Entries supplied =
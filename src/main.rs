//! Makhraj · Hijaiyah Pronunciation Quiz Backend
//!
//! - Axum HTTP + WebSocket API
//! - Multi-modal answer checking (choice/text/voice) with adaptive feedback
//! - Optional remote speech recognition and progress recording (via env)
//! - Static SPA fallback (./static/index.html)
//!
//! Important env variables:
//!   PORT               : u16 (default 3000)
//!   ASR_BASE_URL       : enables remote speech recognition if present
//!   ASR_API_TOKEN      : bearer token for the recognition endpoint
//!   ASR_MODELS         : comma-separated model fallback chain
//!   PROGRESS_BASE_URL  : enables attempt/summary recording if present
//!   PROGRESS_API_TOKEN : bearer token for the progress endpoint
//!   QUIZ_CONFIG_PATH   : path to TOML config (tuning knobs + question bank)
//!   LOG_LEVEL          : tracing filter, e.g. "debug" or full directives
//!   LOG_FORMAT         : "pretty" (default) or "json"

mod telemetry;
mod util;
mod domain;
mod config;
mod seeds;
mod audio;
mod matcher;
mod asr;
mod recognize;
mod validator;
mod engine;
mod recorder;
mod state;
mod protocol;
mod logic;
mod routes;

use std::{net::SocketAddr, sync::Arc};
use tokio::net::TcpListener;
use tracing::{info, instrument};

use crate::routes::build_router;
use crate::state::AppState;

#[instrument(level = "info", skip_all)]
#[tokio::main]
async fn main() -> Result<(), Box<dyn std::error::Error>> {
  telemetry::init_tracing();

  // Build shared application state (question bank, matcher, recognizers).
  let state = Arc::new(AppState::new());

  // Build the HTTP router with routes, CORS and tracing layers.
  let app = build_router(state.clone());

  // Read port from env or default to 3000.
  let addr: SocketAddr = std::env::var("PORT")
    .ok()
    .and_then(|p| p.parse::<u16>().ok())
    .map(|port| SocketAddr::from(([0, 0, 0, 0], port)))
    .unwrap_or_else(|| SocketAddr::from(([0, 0, 0, 0], 3000)));

  let listener = TcpListener::bind(addr).await?;
  info!(target: "makhraj_backend", %addr, "HTTP server listening");
  axum::serve(listener, app)
    .with_graceful_shutdown(shutdown_signal())
    .await?;
  Ok(())
}

/// Resolve on Ctrl-C so in-flight requests can drain before exit.
async fn shutdown_signal() {
  if let Err(e) = tokio::signal::ctrl_c().await {
    tracing::error!(target: "makhraj_backend", error = %e, "Failed to listen for shutdown signal");
  }
}
#[cfg(test)]
mod tests {
  use super::*;
  use std::collections::HashMap;
  use std::time::Duration;

  use base64::Engine;
  use tokio::sync::RwLock;

  use crate::audio::{synth_bursts, AudioQualityGate};
  use crate::config::AppConfig;
  use crate::domain::{ChoiceOption, Question, QuestionSource};
  use crate::matcher::SimilarityMatcher;
  use crate::recognize::RecognitionOrchestrator;
  use crate::seeds::transliteration_table;

  fn mc_question(id: &str) -> Question {
    Question {
      id: id.into(),
      prompt: "Which letter is this? ب".into(),
      payload: QuestionPayload::MultipleChoice {
        options: vec![
          ChoiceOption { id: "a".into(), label: "Alif".into(), correct: false },
          ChoiceOption { id: "b".into(), label: "Ba".into(), correct: true },
        ],
      },
      source: QuestionSource::Seed,
    }
  }

  fn voice_question(id: &str) -> Question {
    Question {
      id: id.into(),
      prompt: "Pronounce this letter aloud.".into(),
      payload: QuestionPayload::VoiceInput {
        target: "ba".into(),
        display: "ب".into(),
        tolerance: None,
        model_hint: None,
      },
      source: QuestionSource::Seed,
    }
  }

  /// State with a single "drill" lesson, no remote clients, and no local
  /// recognizer, so recognition outcomes are deterministic.
  fn test_state(questions: Vec<Question>, feedback_delay_ms: u64) -> Arc<AppState> {
    let cfg = AppConfig::default();
    let mut bank = HashMap::new();
    bank.insert("drill".to_string(), questions);
    Arc::new(AppState {
      sessions: Arc::new(RwLock::new(HashMap::new())),
      bank,
      matcher: SimilarityMatcher::new(0.8, 0.7, transliteration_table()),
      gate: AudioQualityGate::default(),
      recognizer: RecognitionOrchestrator::new(None, None),
      progress: None,
      feedback_delay: Duration::from_millis(feedback_delay_ms),
      milestones: cfg.quiz.streak_milestones,
      use_fallback_question: true,
      templates: cfg.feedback,
    })
  }

  fn encode_sample(sample: &crate::audio::AudioSample) -> String {
    base64::engine::general_purpose::STANDARD.encode(sample.raw_bytes())
  }

  #[tokio::test]
  async fn a_choice_answer_is_graded_and_scored() {
    let state = test_state(vec![mc_question("q0"), mc_question("q1")], 60_000);
    let started =
      start_session(&state, Some("drill".into()), None).await.expect("lesson exists");
    assert_eq!(started.total_questions, 2);
    assert_eq!(started.index, 0);

    let out = submit_answer(
      &state,
      &started.session_id,
      SubmittedAnswer::Choice { option_id: "b".into() },
    )
    .await
    .expect("fits the question");
    assert!(out.correct);
    assert_eq!(out.score, 1);
    assert_eq!(out.streak, 1);
    assert!(out.feedback.contains("Ba"));
    assert!(out.voice.is_none());
  }

  #[tokio::test]
  async fn a_second_submit_during_feedback_is_rejected() {
    let state = test_state(vec![mc_question("q0"), mc_question("q1")], 60_000);
    let started = start_session(&state, Some("drill".into()), None).await.expect("start");

    submit_answer(&state, &started.session_id, SubmittedAnswer::Choice { option_id: "b".into() })
      .await
      .expect("first lands");
    let second =
      submit_answer(&state, &started.session_id, SubmittedAnswer::Choice { option_id: "b".into() })
        .await;
    assert!(matches!(second, Err(RequestError::BadRequest(_))));

    let snapshot = session_state(&state, &started.session_id).await.expect("live");
    assert_eq!(snapshot.answered, 1);
    assert_eq!(snapshot.score, 1);
  }

  #[tokio::test]
  async fn unknown_sessions_are_reported_as_such() {
    let state = test_state(vec![mc_question("q0")], 60_000);
    let err = submit_answer(&state, "nope", SubmittedAnswer::Choice { option_id: "b".into() })
      .await
      .expect_err("no such session");
    assert!(matches!(err, RequestError::UnknownSession(_)));
    assert!(matches!(
      session_state(&state, "nope").await,
      Err(RequestError::UnknownSession(_))
    ));
  }

  #[tokio::test]
  async fn voice_questions_refuse_typed_answers() {
    let state = test_state(vec![voice_question("v0")], 60_000);
    let started = start_session(&state, Some("drill".into()), None).await.expect("start");
    let err =
      submit_answer(&state, &started.session_id, SubmittedAnswer::Text { value: "ba".into() })
        .await
        .expect_err("wrong channel");
    match err {
      RequestError::BadRequest(msg) => assert!(msg.contains("submit_voice")),
      other => panic!("unexpected error: {other:?}"),
    }
  }

  #[tokio::test]
  async fn a_short_recording_is_rejected_without_recording_an_attempt() {
    let state = test_state(vec![voice_question("v0")], 60_000);
    let started = start_session(&state, Some("drill".into()), None).await.expect("start");

    // 0.05 s of audio, well under the gate's duration floor.
    let sample = crate::audio::AudioSample::from_samples(vec![0.5; 800], 16_000);
    let reply =
      submit_voice(&state, &started.session_id, &encode_sample(&sample), "audio/wav", 16_000)
        .await
        .expect("request is well-formed");
    match reply {
      VoiceReply::Rejected(out) => assert_eq!(out.kind, ErrorKind::AudioTooShort),
      other => panic!("expected rejection, got {other:?}"),
    }

    let snapshot = session_state(&state, &started.session_id).await.expect("live");
    assert_eq!(snapshot.answered, 0);
    assert_eq!(snapshot.phase, QuizPhase::InProgress);
  }

  #[tokio::test]
  async fn a_recognition_failure_counts_the_attempt_as_incorrect() {
    // No recognizers configured: a clip that clears the gate still cannot be
    // transcribed, which grades as incorrect with an explanation.
    let state = test_state(vec![voice_question("v0")], 60_000);
    let started = start_session(&state, Some("drill".into()), None).await.expect("start");

    let sample = synth_bursts(1, 0.3, 0.2, 0.8);
    let reply =
      submit_voice(&state, &started.session_id, &encode_sample(&sample), "audio/wav", 16_000)
        .await
        .expect("request is well-formed");
    match reply {
      VoiceReply::Feedback(out) => {
        assert!(!out.correct);
        let voice = out.voice.expect("voice detail present");
        assert_eq!(voice.error, Some(ErrorKind::RecognitionServerError));
        assert_eq!(out.feedback, ErrorKind::RecognitionServerError.user_message());
      }
      other => panic!("expected feedback, got {other:?}"),
    }

    let snapshot = session_state(&state, &started.session_id).await.expect("live");
    assert_eq!(snapshot.answered, 1);
    assert_eq!(snapshot.score, 0);
  }

  #[tokio::test]
  async fn the_clock_advances_past_feedback_and_completes() {
    let state = test_state(vec![mc_question("q0"), mc_question("q1")], 0);
    let (tx, mut rx) = mpsc::unbounded_channel();
    let started =
      start_session(&state, Some("drill".into()), Some(tx)).await.expect("start");

    submit_answer(&state, &started.session_id, SubmittedAnswer::Choice { option_id: "a".into() })
      .await
      .expect("first answer");
    let event = tokio::time::timeout(Duration::from_secs(3), rx.recv())
      .await
      .expect("clock ticks")
      .expect("channel open");
    match event {
      SessionEvent::Advanced { index, total, question, .. } => {
        assert_eq!(index, 1);
        assert_eq!(total, 2);
        assert_eq!(question.id, "q1");
      }
      other => panic!("expected advance, got {other:?}"),
    }

    submit_answer(&state, &started.session_id, SubmittedAnswer::Choice { option_id: "b".into() })
      .await
      .expect("second answer");
    let event = tokio::time::timeout(Duration::from_secs(3), rx.recv())
      .await
      .expect("clock ticks")
      .expect("channel open");
    match event {
      SessionEvent::Completed { summary, .. } => {
        assert_eq!(summary.total_questions, 2);
        assert_eq!(summary.correct_count, 1);
        assert_eq!(summary.score_percent, 50.0);
      }
      other => panic!("expected completion, got {other:?}"),
    }
  }

  #[tokio::test]
  async fn abandoning_freezes_and_removes_the_session() {
    let state = test_state(vec![mc_question("q0"), mc_question("q1")], 60_000);
    let started = start_session(&state, Some("drill".into()), None).await.expect("start");

    submit_answer(&state, &started.session_id, SubmittedAnswer::Choice { option_id: "b".into() })
      .await
      .expect("one answer");
    let summary = abandon_session(&state, &started.session_id).await.expect("live");
    assert_eq!(summary.correct_count, 1);
    assert_eq!(summary.total_questions, 2);

    assert!(matches!(
      abandon_session(&state, &started.session_id).await,
      Err(RequestError::UnknownSession(_))
    ));
  }

  #[tokio::test]
  async fn an_empty_lesson_substitutes_the_fallback_question() {
    let state = test_state(Vec::new(), 60_000);
    let started =
      start_session(&state, Some("unheard-of".into()), None).await.expect("fallback kicks in");
    assert_eq!(started.total_questions, 1);
    assert_eq!(started.question.source, QuestionSource::Fallback);
  }

  #[tokio::test]
  async fn a_disabled_fallback_makes_start_fail() {
    let state = test_state(Vec::new(), 60_000);
    // Rebuild with the substitution switched off.
    let state = Arc::new(AppState {
      sessions: Arc::new(RwLock::new(HashMap::new())),
      bank: HashMap::new(),
      matcher: SimilarityMatcher::new(0.8, 0.7, transliteration_table()),
      gate: state.gate,
      recognizer: RecognitionOrchestrator::new(None, None),
      progress: None,
      feedback_delay: state.feedback_delay,
      milestones: state.milestones.clone(),
      use_fallback_question: false,
      templates: state.templates.clone(),
    });
    let err = start_session(&state, Some("unheard-of".into()), None)
      .await
      .expect_err("nothing to serve");
    assert_eq!(err, ErrorKind::NoQuestionsAvailable);
  }

  #[test]
  fn submissions_must_carry_exactly_one_answer_field() {
    assert!(matches!(
      parse_submission(Some("b".into()), None, None),
      Ok(SubmittedAnswer::Choice { .. })
    ));
    assert!(matches!(
      parse_submission(None, Some(true), None),
      Ok(SubmittedAnswer::Boolean { value: true })
    ));
    assert!(matches!(
      parse_submission(None, None, Some("mim".into())),
      Ok(SubmittedAnswer::Text { .. })
    ));
    assert!(parse_submission(None, None, None).is_err());
    assert!(parse_submission(Some("b".into()), Some(true), None).is_err());
  }

  #[test]
  fn capture_errors_classify_by_keyword() {
    assert_eq!(
      classify_capture_error("NotAllowedError: Permission denied"),
      ErrorKind::MicrophonePermissionDenied
    );
    assert_eq!(classify_capture_error("no-speech"), ErrorKind::NoSpeechDetected);
    assert_eq!(classify_capture_error("audio-capture aborted"), ErrorKind::NoSpeechDetected);
  }
}
//! Router assembly: HTTP endpoints, WebSocket upgrade, static files, CORS, and HTTP tracing.

use std::sync::Arc;

use axum::{
  routing::{get, post},
  Router,
};
use tower_http::{
  cors::{Any, CorsLayer},
  services::{ServeDir, ServeFile},
  trace::{DefaultMakeSpan, DefaultOnRequest, DefaultOnResponse, TraceLayer},
};
use tracing::Level;

use crate::state::AppState;

pub mod http;
pub mod ws;

/// Build the application router with:
/// - WebSocket at `/ws`
/// - REST-ish API under `/api/v1/...`
/// - Static SPA from `./static` with index fallback
/// - CORS (allow any origin/method/headers) – adjust for production if needed
/// - HTTP trace layer (per-request spans w/ method, path, status, latency)
pub fn build_router(state: Arc<AppState>) -> Router {
  // Static files with SPA fallback
  let static_service = ServeDir::new("./static")
    .append_index_html_on_directories(true)
    .not_found_service(ServeFile::new("./static/index.html"));

  Router::new()
    // WebSocket
    .route("/ws", get(ws::ws_upgrade))
    // HTTP API
    .route("/api/v1/health", get(http::http_health))
    .route("/api/v1/letters", get(http::http_letters))
    .route("/api/v1/session", post(http::http_start_session))
    .route("/api/v1/session/:id", get(http::http_get_session))
    .route("/api/v1/session/:id/answer", post(http::http_post_answer))
    .route("/api/v1/session/:id/voice", post(http::http_post_voice))
    .route("/api/v1/session/:id/abandon", post(http::http_post_abandon))
    // State + CORS + HTTP tracing
    .with_state(state)
    .layer(
      CorsLayer::new()
        .allow_origin(Any)
        .allow_methods(Any)
        .allow_headers(Any),
    )
    .layer(
      TraceLayer::new_for_http()
        .make_span_with(DefaultMakeSpan::new().level(Level::INFO))
        .on_request(DefaultOnRequest::new().level(Level::INFO))
        .on_response(DefaultOnResponse::new().level(Level::INFO)),
    )
    // Frontend fallback
    .fallback_service(static_service)
}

What the task requires = Write out exactly the lines from the start of the material through the line with "u16 (default 3000)". No other output is expected.

Solution for this problem =
filename src/main.rs
//! Makhraj · Hijaiyah Pronunciation Quiz Backend
//!
//! - Axum HTTP + WebSocket API
//! - Multi-modal answer checking (choice/text/voice) with adaptive feedback
//! - Optional remote speech recognition and progress recording (via env)
//! - Static SPA fallback (./static/index.html)
//!
//! Important env variables:
//!   PORT               : u16 (default 3000)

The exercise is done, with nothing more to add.